AWS Fargate is a compute engine for Amazon ECS that allows you to run containers without having to manage servers or clusters.

In the present case, we leverage AWS Fargate to host the program that will continuously - until we stop it or it has pushed all records - push records to the Kinesis Firehose ingestion stream.

  1. Search for the ECS service,
  2. Click on "Clusters" on the left panel
  3. Search for "Producer"

Producer ECS cluster

  1. Click on the cluster name, then on the "Task" tabulation. You get the following screen.

Producer ECS cluster details

  1. Click on the "Running" task

Running Task

From here, you can check the status of the task and access logs.

Troubleshooting: if you want to check that your producer is effectively and successfully sending events to your ingestion layer, you can look at the logs of your Fargate task. If everything is going well, you will read messages like "SUCCESS: your request ID is : ebc2c2b9-c94a-b850-be24-30ee9c33a5e7".

Ingestion

Architecture overview of the ingestion layer

Architecture overview of the ingestion layer

The data generated by the producer are pushed to an ingestion layer made of:

Kinesis Data Firehose

Amazon Kinesis Data Firehose is a fully managed service to load streaming data into data stores and analytics tools. It can capture, transform, compress, and load streaming data into various destination such as Amazon S3 or Amazon Elasticsearch Service. It automatically scales to the load. Further details here.

  1. Open the Kinesis Dashboard.

Kinesis Dashboard

  1. From here, open the "BidRequestExperimentIngestionLayer" kinesis delivery stream
  2. Inspect the details of the stream, in particular, take a look at the Amazon S3 destination configuration

Kinesis delivery stream S3 destination configuration

The buffer conditions of "128 MB or 60 seconds" mean that the data will be written to AWS S3 every 60 seconds or when the buffer reach 128 MB. In our case, data are written to S3 every 60 seconds. See in the next paragraph.

  1. Click on the "Monitoring" tabulation

Kinesis delivery stream monitoring

This tabulation provides a monitoring view of the stream like the number of "Incoming records" per minutes or the "Incoming Bytes". You can access all Firehose and delivery stream metrics in AWS Cloudwatch.

S3

Amazon Simple Storage Service (S3) is a storage solution designed for the Internet scale. In this experiment, S3 is a fully managed serverless data lake. It automatically scales, and you don't need to provision any storage space.

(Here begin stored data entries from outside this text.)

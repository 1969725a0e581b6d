use bevy::prelude::*;

use super::events::{AddRoute, RemoveRoute, SetRouteTraffic};
use super::systems::{handle_route_events, recompute_congestion};
use super::types::RouteIdAllocator;

pub struct RouteCongestionPlugin;

impl Plugin for RouteCongestionPlugin {
    fn build(&self, app: &mut App) {
        app.init_resource::<RouteIdAllocator>()
            .add_event::<AddRoute>()
            .add_event::<SetRouteTraffic>()
            .add_event::<RemoveRoute>()
            .add_systems(
                Update,
                (handle_route_events, recompute_congestion)
                    .chain()
                    .after(crate::buildings::handle_building_events),
            );
    }
}
use bevy::prelude::*;

use crate::buildings::{Building, BuildingSetChanged};
use crate::sim_params::SimParams;

use super::calculator::compute_congestion;
use super::events::{AddRoute, RemoveRoute, SetRouteTraffic};
use super::types::{Route, RouteIdAllocator};

/// Applies route add/edit/remove requests against the current building set.
pub fn handle_route_events(
    mut commands: Commands,
    mut add_events: EventReader<AddRoute>,
    mut traffic_events: EventReader<SetRouteTraffic>,
    mut remove_events: EventReader<RemoveRoute>,
    mut allocator: ResMut<RouteIdAllocator>,
    params: Res<SimParams>,
    buildings: Query<&Building>,
    mut routes: Query<(Entity, &mut Route)>,
) {
    let snapshot: Vec<Building> = buildings.iter().cloned().collect();

    for event in add_events.read() {
        if event.coordinates.len() < 2 {
            warn!(
                "ignoring route with {} coordinate(s); at least two are required",
                event.coordinates.len()
            );
            continue;
        }
        if let Some(bad) = event.coordinates.iter().find(|c| !c.is_finite()) {
            warn!("ignoring route with non-finite coordinate ({}, {})", bad.lon, bad.lat);
            continue;
        }

        let id = match event.id {
            Some(id) => {
                allocator.reserve(id);
                id
            }
            None => allocator.allocate(),
        };
        let base_traffic = event
            .base_traffic
            .unwrap_or(params.congestion.default_base_traffic)
            .clamp(0.0, 100.0);

        let mut route = Route {
            id,
            coordinates: event.coordinates.clone(),
            base_traffic,
            congestion: base_traffic,
        };
        route.congestion = compute_congestion(&route, &snapshot, &params.congestion);
        commands.spawn(route);
    }

    for event in traffic_events.read() {
        let Some((_, mut route)) = routes.iter_mut().find(|(_, r)| r.id == event.id) else {
            warn!("traffic update for unknown route {}", event.id);
            continue;
        };
        route.base_traffic = event.base_traffic.clamp(0.0, 100.0);
        route.congestion = compute_congestion(&route, &snapshot, &params.congestion);
    }

    for event in remove_events.read() {
        let Some((entity, _)) = routes.iter_mut().find(|(_, r)| r.id == event.id) else {
            warn!("remove request for unknown route {}", event.id);
            continue;
        };
        commands.entity(entity).despawn();
    }
}

/// Recomputes every route's congestion whenever the building set changed.
pub fn recompute_congestion(
    mut changed: EventReader<BuildingSetChanged>,
    buildings: Query<&Building>,
    mut routes: Query<&mut Route>,
    params: Res<SimParams>,
) {
    if changed.is_empty() {
        return;
    }
    changed.clear();

    let snapshot: Vec<Building> = buildings.iter().cloned().collect();
    for mut route in routes.iter_mut() {
        let updated = compute_congestion(&route, &snapshot, &params.congestion);
        if (updated - route.congestion).abs() > f64::EPSILON {
            route.congestion = updated;
        }
    }
}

  1. From the Kinesis Firehose delivery stream details page, click on the S3 bucket link from the "Amazon S3 destination" section.
  2. Open the "raw-data" folder then navigate the structure up to a list of files.

Firehose has been configured to prefix all data with "raw-data" in S3. All data are pushed according to this prefix and then with the date prefix: "YYYY/MM/DD/HH" UTC

S3 data structure

Enhancement

Architecture overview of the enhancement layer

#### Architecture overview of the enhancement layer

The data ingested are processed through an SQL application that enhances the data from a referential stored on S3 and compute analytics on top of the initial ingestion stream. The results of this application are pushed as custom metrics in AWS CloudWatch. This enhancement layer is made of :

S3 for referential data

S3 is used to store the referential file that is then connected to the Kinesis application.

  1. Open the Kinesis Dashboard.
  2. Open the "EnhancementSQLApplication" in the Kinesis Analytics Application card.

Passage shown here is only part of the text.